### TASK STATEMENT
Your response must be made up of each line in the data below that contains the string "struct".

### Dataset entries
###

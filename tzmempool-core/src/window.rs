//! Reorg-aware window of recently seen blocks.
//!
//! The window keeps the most recent blocks in non-decreasing level order.
//! Adding a block past capacity evicts the oldest one through
//! [`WindowListener::on_pop`]; a reorg message pops every block above the
//! reorg level through [`WindowListener::on_rollback`], most recent first.
//! A data block whose level is already held under another hash replaces
//! that block and everything above it.

use std::collections::VecDeque;
use std::fmt;

use crate::error::{CoreError, Result};

/// Default number of tracked blocks.
pub const DEFAULT_CAPACITY: usize = 60;

/// Kind of chain message an entry was built from.
#[derive(Debug, Clone, Copy, PartialEq, Eq)]
pub enum MessageType {
    /// Heartbeat carrying the current state level
    State,
    /// A new confirmed block
    Data,
    /// History above the carried level is invalid
    Reorg,
}

/// A block tracked by the window.
#[derive(Debug, Clone, PartialEq, Eq)]
pub struct WindowEntry {
    /// Block hash operations reference as their branch
    pub branch: String,
    pub level: u64,
    pub message_type: MessageType,
}

impl WindowEntry {
    /// Create a new entry.
    pub fn new(branch: impl Into<String>, level: u64, message_type: MessageType) -> Self {
        Self {
            branch: branch.into(),
            level,
            message_type,
        }
    }
}

/// Callbacks invoked by the window.
pub trait WindowListener {
    type Error;

    /// The entry fell out of the window: pending operations built on it can expire.
    fn on_pop(&mut self, entry: &WindowEntry) -> std::result::Result<(), Self::Error>;

    /// The entry was rolled back by a reorg to `level`.
    ///
    /// May be delivered more than once for the same entry when the caller retries.
    fn on_rollback(&mut self, entry: &WindowEntry, level: u64)
        -> std::result::Result<(), Self::Error>;
}

/// A listener callback failed.
///
/// The entry has already left the window; it is handed back so the caller
/// can retry the callback.
#[derive(Debug)]
pub struct WindowError<E> {
    pub entry: WindowEntry,
    /// Level the window was rolling back to, `None` when evicting
    pub rollback_level: Option<u64>,
    pub source: E,
}

impl<E: fmt::Display> fmt::Display for WindowError<E> {
    fn fmt(&self, f: &mut fmt::Formatter<'_>) -> fmt::Result {
        write!(
            f,
            "window callback failed for block {} at level {}: {}",
            self.entry.branch, self.entry.level, self.source
        )
    }
}

impl<E: std::error::Error + 'static> std::error::Error for WindowError<E> {
    fn source(&self) -> Option<&(dyn std::error::Error + 'static)> {
        Some(&self.source)
    }
}

/// Bounded, level-ordered buffer of recent blocks.
#[derive(Debug, Clone)]
pub struct BlockWindow {
    entries: VecDeque<WindowEntry>,
    capacity: usize,
}

impl BlockWindow {
    /// Create a window holding at most `capacity` blocks.
    pub fn new(capacity: usize) -> Result<Self> {
        if capacity == 0 {
            return Err(CoreError::Config("block window capacity must be positive".into()));
        }
        Ok(Self {
            entries: VecDeque::with_capacity(capacity),
            capacity,
        })
    }

    /// Apply a chain message to the window.
    pub fn add<L: WindowListener>(
        &mut self,
        entry: WindowEntry,
        listener: &mut L,
    ) -> std::result::Result<(), WindowError<L::Error>> {
        match entry.message_type {
            MessageType::State => Ok(()),
            MessageType::Reorg => self.rollback_to(entry.level, listener),
            MessageType::Data => {
                let replaced = self
                    .entries
                    .iter()
                    .any(|e| e.level == entry.level && e.branch != entry.branch);
                if replaced {
                    self.rollback_while(entry.level.saturating_sub(1), listener, |e| {
                        e.level >= entry.level
                    })?;
                } else {
                    // A block below the tip implies the blocks above it were replaced.
                    self.rollback_to(entry.level, listener)?;
                }
                if self.entries.back() == Some(&entry) {
                    return Ok(());
                }

                while self.entries.len() >= self.capacity {
                    let Some(oldest) = self.entries.pop_front() else {
                        break;
                    };
                    if let Err(source) = listener.on_pop(&oldest) {
                        return Err(WindowError {
                            entry: oldest,
                            rollback_level: None,
                            source,
                        });
                    }
                }
                self.entries.push_back(entry);
                Ok(())
            }
        }
    }

    fn rollback_to<L: WindowListener>(
        &mut self,
        level: u64,
        listener: &mut L,
    ) -> std::result::Result<(), WindowError<L::Error>> {
        self.rollback_while(level, listener, |last| last.level > level)
    }

    /// Pop the most recent entries matching `stale`, reporting each as rolled back to `level`.
    fn rollback_while<L: WindowListener>(
        &mut self,
        level: u64,
        listener: &mut L,
        stale: impl Fn(&WindowEntry) -> bool,
    ) -> std::result::Result<(), WindowError<L::Error>> {
        while self.entries.back().is_some_and(&stale) {
            let Some(popped) = self.entries.pop_back() else {
                break;
            };
            if let Err(source) = listener.on_rollback(&popped, level) {
                return Err(WindowError {
                    entry: popped,
                    rollback_level: Some(level),
                    source,
                });
            }
        }
        Ok(())
    }

    /// Remaining capacity.
    pub fn space(&self) -> usize {
        self.capacity - self.entries.len()
    }

    /// Maximum number of entries.
    pub fn capacity(&self) -> usize {
        self.capacity
    }

    /// Number of tracked blocks.
    pub fn len(&self) -> usize {
        self.entries.len()
    }

    /// Check if the window is empty.
    pub fn is_empty(&self) -> bool {
        self.entries.is_empty()
    }

    /// Level of the most recent block.
    pub fn last_level(&self) -> Option<u64> {
        self.entries.back().map(|e| e.level)
    }

    /// Iterate entries, oldest first.
    pub fn iter(&self) -> impl Iterator<Item = &WindowEntry> {
        self.entries.iter()
    }
}

#[cfg(test)]
mod tests {
    use super::*;

    #[derive(Default)]
    struct Recorder {
        popped: Vec<u64>,
        rolled_back: Vec<(u64, u64)>,
        fail_rollback: bool,
    }

    impl WindowListener for Recorder {
        type Error = String;

        fn on_pop(&mut self, entry: &WindowEntry) -> std::result::Result<(), String> {
            self.popped.push(entry.level);
            Ok(())
        }

        fn on_rollback(&mut self, entry: &WindowEntry, level: u64) -> std::result::Result<(), String> {
            if self.fail_rollback {
                return Err("store unavailable".into());
            }
            self.rolled_back.push((entry.level, level));
            Ok(())
        }
    }

    fn data(level: u64) -> WindowEntry {
        WindowEntry::new(format!("B{level}"), level, MessageType::Data)
    }

    #[test]
    fn test_zero_capacity_rejected() {
        assert!(BlockWindow::new(0).is_err());
    }

    #[test]
    fn test_state_is_ignored() {
        let mut window = BlockWindow::new(3).unwrap();
        let mut rec = Recorder::default();
        window.add(WindowEntry::new("", 10, MessageType::State), &mut rec).unwrap();
        assert!(window.is_empty());
        assert_eq!(window.space(), 3);
    }

    #[test]
    fn test_eviction_calls_pop() {
        let mut window = BlockWindow::new(2).unwrap();
        let mut rec = Recorder::default();
        for level in 1..=4 {
            window.add(data(level), &mut rec).unwrap();
        }
        assert_eq!(rec.popped, vec![1, 2]);
        assert_eq!(window.iter().map(|e| e.level).collect::<Vec<_>>(), vec![3, 4]);
    }

    #[test]
    fn test_reorg_pops_most_recent_first() {
        let mut window = BlockWindow::new(10).unwrap();
        let mut rec = Recorder::default();
        for level in 10..=13 {
            window.add(data(level), &mut rec).unwrap();
        }

        window.add(WindowEntry::new("", 11, MessageType::Reorg), &mut rec).unwrap();

        assert_eq!(rec.rolled_back, vec![(13, 11), (12, 11)]);
        assert_eq!(window.iter().map(|e| e.level).collect::<Vec<_>>(), vec![10, 11]);
        assert_eq!(window.space(), 8);
    }

    #[test]
    fn test_lower_data_block_rolls_back_above() {
        let mut window = BlockWindow::new(10).unwrap();
        let mut rec = Recorder::default();
        for level in [5, 6, 7] {
            window.add(data(level), &mut rec).unwrap();
        }
        window.add(data(6), &mut rec).unwrap();
        assert_eq!(rec.rolled_back, vec![(7, 6)]);
        assert_eq!(window.iter().map(|e| e.level).collect::<Vec<_>>(), vec![5, 6]);
    }

    #[test]
    fn test_same_level_block_replaces_tip() {
        let mut window = BlockWindow::new(10).unwrap();
        let mut rec = Recorder::default();
        for level in 10..=12 {
            window.add(data(level), &mut rec).unwrap();
        }

        window
            .add(WindowEntry::new("B12prime", 12, MessageType::Data), &mut rec)
            .unwrap();

        assert_eq!(rec.rolled_back, vec![(12, 11)]);
        let branches: Vec<_> = window.iter().map(|e| e.branch.as_str()).collect();
        assert_eq!(branches, vec!["B10", "B11", "B12prime"]);
    }

    #[test]
    fn test_replaced_lower_block_rolls_back_above() {
        let mut window = BlockWindow::new(10).unwrap();
        let mut rec = Recorder::default();
        for level in 10..=13 {
            window.add(data(level), &mut rec).unwrap();
        }

        window
            .add(WindowEntry::new("B12prime", 12, MessageType::Data), &mut rec)
            .unwrap();

        assert_eq!(rec.rolled_back, vec![(13, 11), (12, 11)]);
        assert_eq!(window.iter().map(|e| e.level).collect::<Vec<_>>(), vec![10, 11, 12]);
    }

    #[test]
    fn test_repeated_tip_is_kept_once() {
        let mut window = BlockWindow::new(10).unwrap();
        let mut rec = Recorder::default();
        window.add(data(4), &mut rec).unwrap();
        window.add(data(4), &mut rec).unwrap();
        assert_eq!(window.len(), 1);
        assert!(rec.rolled_back.is_empty());
    }

    #[test]
    fn test_failed_rollback_returns_entry() {
        let mut window = BlockWindow::new(10).unwrap();
        let mut rec = Recorder::default();
        for level in [1, 2, 3] {
            window.add(data(level), &mut rec).unwrap();
        }
        rec.fail_rollback = true;

        let err = window
            .add(WindowEntry::new("", 1, MessageType::Reorg), &mut rec)
            .unwrap_err();
        assert_eq!(err.entry.level, 3);
        assert_eq!(err.rollback_level, Some(1));
        assert_eq!(window.last_level(), Some(2));
        assert!(err.to_string().contains("store unavailable"));
    }
}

###

### SOLUTION BELOW
pub struct WindowEntry {
pub struct WindowError<E> {
pub struct BlockWindow {
    struct Recorder {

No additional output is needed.